Il sistema UPLC LG 500 nm è stato accoppiato ad un rivelatore MS / MS (Micromass Quattro Ultima PT) tramite un’interfaccia electrospray (ESI) che opera in modalità negativa. Le impostazioni ESI ottimizzate sono state le seguenti: temperatura della sorgente 120 °C, temperatura di desolvatazione 350 °C, flusso di gas di essiccazione 650 L/Hr, flusso di gas cono 30 L/Hr e tensione capillare 3,50 kV. L’azoto è stato utilizzato come gas di essiccazione e collisione (2,67 × 10-6 bar). La modalità di monitoraggio multiplo della reazione (MRM) è stata applicata nella MS durante la rilevazione e due transizioni ioniche sono state scansionate per ogni tossina target. La modalità MRM è stata applicata nel rivelatore MS/MS e due transizioni ioniche (quantificatore e qualificatore) sono state registrate per ogni composto bersaglio. Le transizioni ioniche selezionate con le tensioni ottimizzate (lente cono o tubo), energie di collisione (CE) e tempi di permanenza sono riassunti nella tabella (Tabella supplementare S2).

Valutazione del potenziale tossicologico di diverse micotossine di Alternaria (TeA, AOH e AME)

Misurazione del grado di morte cellulare come indotto da diverse micotossine sono stati determinati dal metodo di inoculazione foglia staccato. Per questo, i campioni di foglie fresche sono stati staccati dalle piante coltivate in serra e adeguatamente lavati per 3-4 minuti in acqua di rubinetto corrente, sterilizzati in ipoclorito di sodio all’1,0% (0,01 g/ml) per circa 1 minuto e poi puliti in superficie con etanolo al 70%, e infine sciacquati asetticamente con acqua distillata sterile.

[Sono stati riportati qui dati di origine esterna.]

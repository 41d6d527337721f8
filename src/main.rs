mod config;
mod error;
mod middleware;
mod repository;
mod routes;
mod schemas;
mod services;
mod state;

use std::net::SocketAddr;
use std::time::Duration;

use axum::http::StatusCode;
use axum::Router;
use config::AppConfig;
use middleware::cors::build_cors_layer;
use middleware::request_id::inject_request_id;
use state::AppState;
use tower_governor::governor::GovernorConfigBuilder;
use tower_governor::GovernorLayer;
use tower_http::timeout::TimeoutLayer;
use tower_http::trace::TraceLayer;
use tracing_subscriber::EnvFilter;

#[tokio::main]
async fn main() -> Result<(), Box<dyn std::error::Error>> {
    let _ = dotenvy::dotenv();
    init_tracing();

    let config = AppConfig::from_env();
    let state = AppState::build(config)?;

    // Rate limiting keyed by peer IP.
    let governor_config = GovernorConfigBuilder::default()
        .per_second(state.config.rate_limit_per_second)
        .burst_size(state.config.rate_limit_burst_size)
        .finish()
        .expect("valid governor config");

    let app = Router::new()
        .nest(&state.config.api_prefix, routes::v1_router())
        .layer(TimeoutLayer::with_status_code(
            StatusCode::GATEWAY_TIMEOUT,
            Duration::from_secs(30),
        ))
        .layer(axum::middleware::from_fn(inject_request_id))
        .layer(TraceLayer::new_for_http())
        .layer(build_cors_layer(&state.config))
        .layer(GovernorLayer::new(governor_config))
        .with_state(state.clone());

    let socket_addr: SocketAddr = format!("{}:{}", state.config.host, state.config.port).parse()?;
    let listener = tokio::net::TcpListener::bind(socket_addr).await?;

    tracing::info!(
        app_name = %state.config.app_name,
        environment = %state.config.environment,
        api_prefix = %state.config.api_prefix,
        "Dehyl ops backend listening"
    );

    axum::serve(
        listener,
        app.into_make_service_with_connect_info::<SocketAddr>(),
    )
    .with_graceful_shutdown(shutdown_signal())
    .await?;
    Ok(())
}

async fn shutdown_signal() {
    let ctrl_c = tokio::signal::ctrl_c();
    #[cfg(unix)]
    {
        let mut sigterm = tokio::signal::unix::signal(tokio::signal::unix::SignalKind::terminate())
            .expect("failed to register SIGTERM handler");
        tokio::select! {
            _ = ctrl_c => {},
            _ = sigterm.recv() => {},
        }
    }
    #[cfg(not(unix))]
    {
        ctrl_c.await.ok();
    }
    tracing::info!("Shutdown signal received, finishing in-flight requests");
}

fn init_tracing() {
    let env_filter = EnvFilter::try_from_default_env()
        .unwrap_or_else(|_| EnvFilter::new("info,tower_http=info"));
    tracing_subscriber::fmt()
        .with_env_filter(env_filter)
        .with_target(false)
        .compact()
        .init();
}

Infine, le foglie sono state poste su carta da filtro inumidita e forate da un ago sterile sulla superficie inferiore. Le tossine sono state dissolte in acqua deionizzata sterile alla concentrazione di 100 μg/ml. Gocce (100 µl) di ciascuna delle tre tossine sono state iniettate nelle foglie ferite con un ago sottile (Dispovan, 1 ml). Un campione di controllo è stato regolato iniettando acqua distillata sterile. I campioni di foglie trattati sono stati mantenuti all’interno di una camera umida (27 ± 0,5 °C e 60% di umidità relativa) in condizioni di serra (14 ore di luce e 10 ore di buio a 27 °C). Un’osservazione regolare (ogni 24 ore per 6 giorni) è stata fatta al fine di scoprire eventuali cambiamenti relativi agli effetti tossicologici sviluppati nei campioni iniettati rispetto ai campioni di controllo. Il set up sperimentale è stato mantenuto in tre repliche e la percentuale di area fogliare colpita a causa della morte cellulare indotta dalla tossicità è stata misurata da (misuratore di area fogliare Systronic 211) e calcolata con la formula riportata di seguito.

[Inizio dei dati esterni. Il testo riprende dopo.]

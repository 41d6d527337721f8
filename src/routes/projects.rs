use axum::extract::{Query, State};
use axum::Json;
use serde_json::{json, Value};

use crate::error::AppResult;
use crate::repository::projects;
use crate::schemas::{validate_input, ProjectListQuery};
use crate::state::AppState;

pub async fn list_projects(
    State(state): State<AppState>,
    Query(query): Query<ProjectListQuery>,
) -> AppResult<Json<Value>> {
    validate_input(&query)?;
    let pool = state.require_db()?;

    let rows = projects::list_projects(
        pool,
        query.status.as_deref(),
        query.client_company.as_deref(),
        query.search.as_deref(),
    )
    .await?;

    Ok(Json(json!({ "projects": rows })))
}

Determinazione della morte cellulare tramite il test di assorbimento del blu di Evans

La perdita di vitalità cellulare (morte cellulare) è stata valutata utilizzando il metodo di colorazione del blu di Evans (Baker e Mock, 1994). Le foglie di pomodoro sono state trattate con la stessa concentrazione (250 μg/ml) di tutte e tre le tossine. Le foglie trattate sono state colorate con una soluzione acquosa allo 0,25% (v/v) di blu Evans per 15 minuti. Dopo il lavaggio con acqua distillata per 30 minuti, le foglie sono state escisse e imbevute con 500 µl di N, N-dimetilformammide per 1 ora a temperatura ambiente. La densità ottica del blu Evans rilasciato è stata misurata spettrofotometricamente a 600 nm.

Analisi statistica

L’analisi statistica è stata eseguita utilizzando il software IBM SPSS Statistics ver. 20 tramite l’analisi della varianza (ANOVA a una via) seguita dal test della gamma multipla di Duncan al livello di significatività P ≤ 0,05. I dati sono stati espressi come media ± deviazione standard (SD) di almeno tre replicati di ogni metabolita. Le analisi statistiche dei dati sono state analizzate in 48 isolati selezionati di specie di Alternaria che erano patogeni in natura.